Director-General, Economic and Domestic Secretariat, Cabinet Office
- In office October 2015 – 3 May 2016
- Prime Minister: David Cameron Theresa May Boris Johnson
- Minister: Nicky Morgan Justine Greening Damian Hinds Gavin Williamson
- Preceded by: Chris Wormald
- Succeeded by: Susan Acland-Hood

Personal details
- Born: 29 November 1961 (age 64)

= Jonathan Slater =

British civil servant (born 1961)

Jonathan Slater (born 29 November 1961) is a former high ranking British civil servant. From May 2016, he was Permanent Secretary of the Department for Education until his abrupt dismissal on 26 August 2020 following a controversy over national school examination grades.

== Career ==
Slater entered Civil Service in 2001 joining the Cabinet Office, having previously worked for the London Borough of Islington. After four years there, he moved to the Prime Minister's Delivery Unit at Number 10 Policy Unit in 2005, working on NHS reform and the capability review programme. In 2006, he transferred to the Ministry of Justice, working in the National Offender Management Service as its Director of Performance & Improvement, and then in 2008 as Chief Executive of the Office for Criminal Justice Reform, before being promoted in 2009 to Director-General, Transformation.

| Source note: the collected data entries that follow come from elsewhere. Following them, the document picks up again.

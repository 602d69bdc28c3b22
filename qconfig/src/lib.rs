//! Quantization backend configuration.
//!
//! A [`BackendConfig`] lists, for every operator pattern a backend can quantize, the dtype
//! combinations it supports, how the pattern is observed and how its modules are fused. The
//! onednn backend is built by [`get_onednn_backend_config`].

pub mod backend;
pub mod config;
pub mod dtype;
pub mod error;
pub mod fuser;
pub mod nn;
pub mod pattern;
#[cfg(test)]
mod testing;

pub use backend::onednn::get_onednn_backend_config;
pub use config::{BackendConfig, BackendPatternConfig, InputType, ObservationType};
pub use dtype::{DType, DTypeConfig, DTypeWithConstraints};
pub use error::{ConfigError, FusionError, ModuleError};
pub use fuser::FuserMethod;
pub use nn::Module;
pub use pattern::{Dim, FunctionKind, MethodKind, ModuleKind, Op, Pattern};
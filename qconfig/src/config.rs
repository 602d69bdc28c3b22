//! Pattern and backend descriptors consumed by the quantization rewriting engine.

use std::collections::BTreeMap;

use serde::{Deserialize, Serialize};
use tracing::debug;

use crate::{
    dtype::DTypeConfig,
    error::FusionError,
    fuser::FuserMethod,
    nn::Module,
    pattern::{ModuleKind, Op, Pattern},
};

/// How the output of a pattern is observed relative to its input.
#[derive(Clone, Copy, Debug, Default, PartialEq, Eq, Hash, Serialize, Deserialize)]
pub enum ObservationType {
    /// The output gets its own observer, so its quantization parameters can differ from the
    /// input's (conv, linear, add, ...).
    #[default]
    OutputUseDifferentObserverAsInput,
    /// The output reuses the input observer (pooling, reshape, cat, ...).
    OutputShareObserverWithInput,
    /// Neither input nor output is observed.
    InputOutputNotObserved,
}

/// Kind of a positional argument of a functional op that needs its own observer.
#[derive(Clone, Copy, Debug, PartialEq, Eq, Hash, PartialOrd, Ord, Serialize, Deserialize)]
pub enum InputType {
    Weight,
    Bias,
}

/// Quantization rules for one operator pattern.
///
/// Built with [`BackendPatternConfig::new`] and the by-value `with_*` setters; the value is
/// not modified afterwards.
#[derive(Clone, Debug, PartialEq, Serialize, Deserialize)]
pub struct BackendPatternConfig {
    pattern: Pattern,
    observation_type: ObservationType,
    dtype_configs: Vec<DTypeConfig>,
    root_module: Option<ModuleKind>,
    qat_module: Option<ModuleKind>,
    reference_quantized_module: Option<Op>,
    fused_module: Option<ModuleKind>,
    fuser_method: Option<FuserMethod>,
    input_type_to_index: BTreeMap<InputType, usize>,
    num_tensor_args_to_observation_type: BTreeMap<usize, ObservationType>,
}

impl BackendPatternConfig {
    pub fn new(pattern: impl Into<Pattern>) -> Self {
        Self {
            pattern: pattern.into(),
            observation_type: ObservationType::default(),
            dtype_configs: vec![],
            root_module: None,
            qat_module: None,
            reference_quantized_module: None,
            fused_module: None,
            fuser_method: None,
            input_type_to_index: BTreeMap::new(),
            num_tensor_args_to_observation_type: BTreeMap::new(),
        }
    }

    pub fn with_observation_type(self, observation_type: ObservationType) -> Self {
        Self {
            observation_type,
            ..self
        }
    }

    pub fn with_dtype_configs(self, dtype_configs: &[DTypeConfig]) -> Self {
        Self {
            dtype_configs: dtype_configs.to_vec(),
            ..self
        }
    }

    /// Module used as the float reference when checking quantized numerics.
    pub fn with_root_module(self, root_module: ModuleKind) -> Self {
        Self {
            root_module: Some(root_module),
            ..self
        }
    }

    pub fn with_qat_module(self, qat_module: ModuleKind) -> Self {
        Self {
            qat_module: Some(qat_module),
            ..self
        }
    }

    /// Reference quantized flavour of `module`, stored as [`Op::ReferenceModule`].
    pub fn with_reference_quantized_module(self, module: ModuleKind) -> Self {
        Self {
            reference_quantized_module: Some(Op::ReferenceModule(module)),
            ..self
        }
    }

    pub fn with_fused_module(self, fused_module: ModuleKind) -> Self {
        Self {
            fused_module: Some(fused_module),
            ..self
        }
    }

    /// # Panics
    ///
    /// Panics if the number of modules `fuser_method` takes differs from the pattern length.
    pub fn with_fuser_method(self, fuser_method: FuserMethod) -> Self {
        assert_eq!(
            fuser_method.arity(),
            self.pattern.len(),
            "fuser method {:?} does not match pattern {}",
            fuser_method,
            self.pattern
        );
        Self {
            fuser_method: Some(fuser_method),
            ..self
        }
    }

    /// Positions of the weight and bias arguments of a functional op.
    pub fn with_input_type_to_index(self, mapping: &[(InputType, usize)]) -> Self {
        Self {
            input_type_to_index: mapping.iter().copied().collect(),
            ..self
        }
    }

    /// Observation type of binary ops, keyed by how many of their arguments are tensors.
    pub fn with_num_tensor_args_to_observation_type(
        self,
        mapping: &[(usize, ObservationType)],
    ) -> Self {
        Self {
            num_tensor_args_to_observation_type: mapping.iter().copied().collect(),
            ..self
        }
    }

    pub fn pattern(&self) -> &Pattern {
        &self.pattern
    }

    pub fn observation_type(&self) -> ObservationType {
        self.observation_type
    }

    pub fn dtype_configs(&self) -> &[DTypeConfig] {
        &self.dtype_configs
    }

    pub fn root_module(&self) -> Option<ModuleKind> {
        self.root_module
    }

    pub fn qat_module(&self) -> Option<ModuleKind> {
        self.qat_module
    }

    pub fn reference_quantized_module(&self) -> Option<Op> {
        self.reference_quantized_module
    }

    pub fn fused_module(&self) -> Option<ModuleKind> {
        self.fused_module
    }

    pub fn fuser_method(&self) -> Option<FuserMethod> {
        self.fuser_method
    }

    pub fn input_type_to_index(&self) -> &BTreeMap<InputType, usize> {
        &self.input_type_to_index
    }

    pub fn num_tensor_args_to_observation_type(&self) -> &BTreeMap<usize, ObservationType> {
        &self.num_tensor_args_to_observation_type
    }

    /// Observation type for a call with `num_tensor_args` tensor arguments, falling back to
    /// the pattern-wide observation type.
    pub fn observation_type_for(&self, num_tensor_args: usize) -> ObservationType {
        self.num_tensor_args_to_observation_type
            .get(&num_tensor_args)
            .copied()
            .unwrap_or(self.observation_type)
    }
}

/// All the pattern rules of one backend, in registration order.
#[derive(Clone, Debug, PartialEq, Serialize, Deserialize)]
pub struct BackendConfig {
    name: String,
    configs: Vec<BackendPatternConfig>,
}

impl BackendConfig {
    pub fn new(name: impl Into<String>) -> Self {
        Self {
            name: name.into(),
            configs: vec![],
        }
    }

    /// Registers `config`. A config for the same pattern already present is replaced in place.
    pub fn with_pattern_config(mut self, config: BackendPatternConfig) -> Self {
        match self
            .configs
            .iter_mut()
            .find(|c| c.pattern == config.pattern)
        {
            Some(existing) => {
                debug!(backend = %self.name, pattern = %config.pattern, "replacing pattern config");
                *existing = config;
            }
            None => self.configs.push(config),
        }
        self
    }

    pub fn with_pattern_configs(
        self,
        configs: impl IntoIterator<Item = BackendPatternConfig>,
    ) -> Self {
        configs
            .into_iter()
            .fold(self, |backend, config| backend.with_pattern_config(config))
    }

    pub fn name(&self) -> &str {
        &self.name
    }

    pub fn configs(&self) -> &[BackendPatternConfig] {
        &self.configs
    }

    pub fn len(&self) -> usize {
        self.configs.len()
    }

    pub fn is_empty(&self) -> bool {
        self.configs.is_empty()
    }

    pub fn get(&self, pattern: &Pattern) -> Option<&BackendPatternConfig> {
        self.configs.iter().find(|c| &c.pattern == pattern)
    }

    /// Configs that carry a fuser method.
    pub fn fusion_configs(&self) -> impl Iterator<Item = &BackendPatternConfig> {
        self.configs.iter().filter(|c| c.fuser_method.is_some())
    }

    /// Fuses `modules`, matched by `pattern`, with the fuser method registered for it.
    pub fn fuse(
        &self,
        pattern: &Pattern,
        is_qat: bool,
        modules: Vec<Module>,
    ) -> Result<Module, FusionError> {
        let method = self
            .get(pattern)
            .and_then(BackendPatternConfig::fuser_method)
            .ok_or_else(|| FusionError::NoFuserMethod(pattern.clone()))?;
        debug!(backend = %self.name, %pattern, is_qat, "fusing modules");
        method.fuse(is_qat, modules)
    }
}
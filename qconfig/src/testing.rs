use ndarray::{Array1, Array2};
use rand::{Rng, SeedableRng, rngs::StdRng};

use crate::{
    nn::{BatchNorm, Linear},
    pattern::Dim,
};

pub fn seeded_rng(seed: u64) -> StdRng {
    StdRng::seed_from_u64(seed)
}

pub fn random_vector(rng: &mut StdRng, n: usize, low: f32, high: f32) -> Array1<f32> {
    (0..n).map(|_| rng.gen_range(low..high)).collect()
}

pub fn random_input(rng: &mut StdRng, batch: usize, features: usize) -> Array2<f32> {
    Array2::from_shape_fn((batch, features), |_| rng.gen_range(-2.0..2.0))
}

/// Linear layer in training mode with weights in [-1, 1).
pub fn random_linear(
    rng: &mut StdRng,
    in_features: usize,
    out_features: usize,
    bias: bool,
) -> Linear {
    let weight =
        Array2::from_shape_fn((out_features, in_features), |_| rng.gen_range(-1.0..1.0));
    let bias = bias.then(|| random_vector(rng, out_features, -1.0, 1.0));
    Linear::new(weight, bias)
}

/// 1d batch norm in training mode with non-trivial running statistics and affine parameters.
pub fn random_batch_norm(rng: &mut StdRng, num_features: usize) -> BatchNorm {
    let mut bn = BatchNorm::new(Dim::One, num_features);
    bn.running_mean = random_vector(rng, num_features, -0.5, 0.5);
    bn.running_var = random_vector(rng, num_features, 0.5, 2.0);
    bn.weight = Some(random_vector(rng, num_features, 0.5, 1.5));
    bn.bias = Some(random_vector(rng, num_features, -0.5, 0.5));
    bn
}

In July 2011, Slater moved to the Ministry of Defence as its Director-General, Transformation and Corporate Strategy, encouraged by his former Permanent Secretary Ursula Brennan. His position was subsequently changed to Director-General, Head Office and Commissioning Services.

In October 2015, Slater was appointed head of the Economic and Domestic Secretariat at the Cabinet Office, replacing Melanie Dawes. Seven months later he was again promoted to Permanent Secretary of the Department for Education, succeeding Chris Wormald who moved to the then-Department of Health.

In August 2020, the prime minister concluded that there was "a need for fresh official leadership” and Slater announced he was stepping down with effect from 1 September. The general secretary of the FDA union, Dave Penman, attacked the sacking in the following terms": "If it wasn't clear before, then it certainly is now - this administration will throw civil service leaders under a bus without a moment's hesitation to shield ministers from any kind of accountability." Slater was the fifth top civil servant to be sacked in as many months.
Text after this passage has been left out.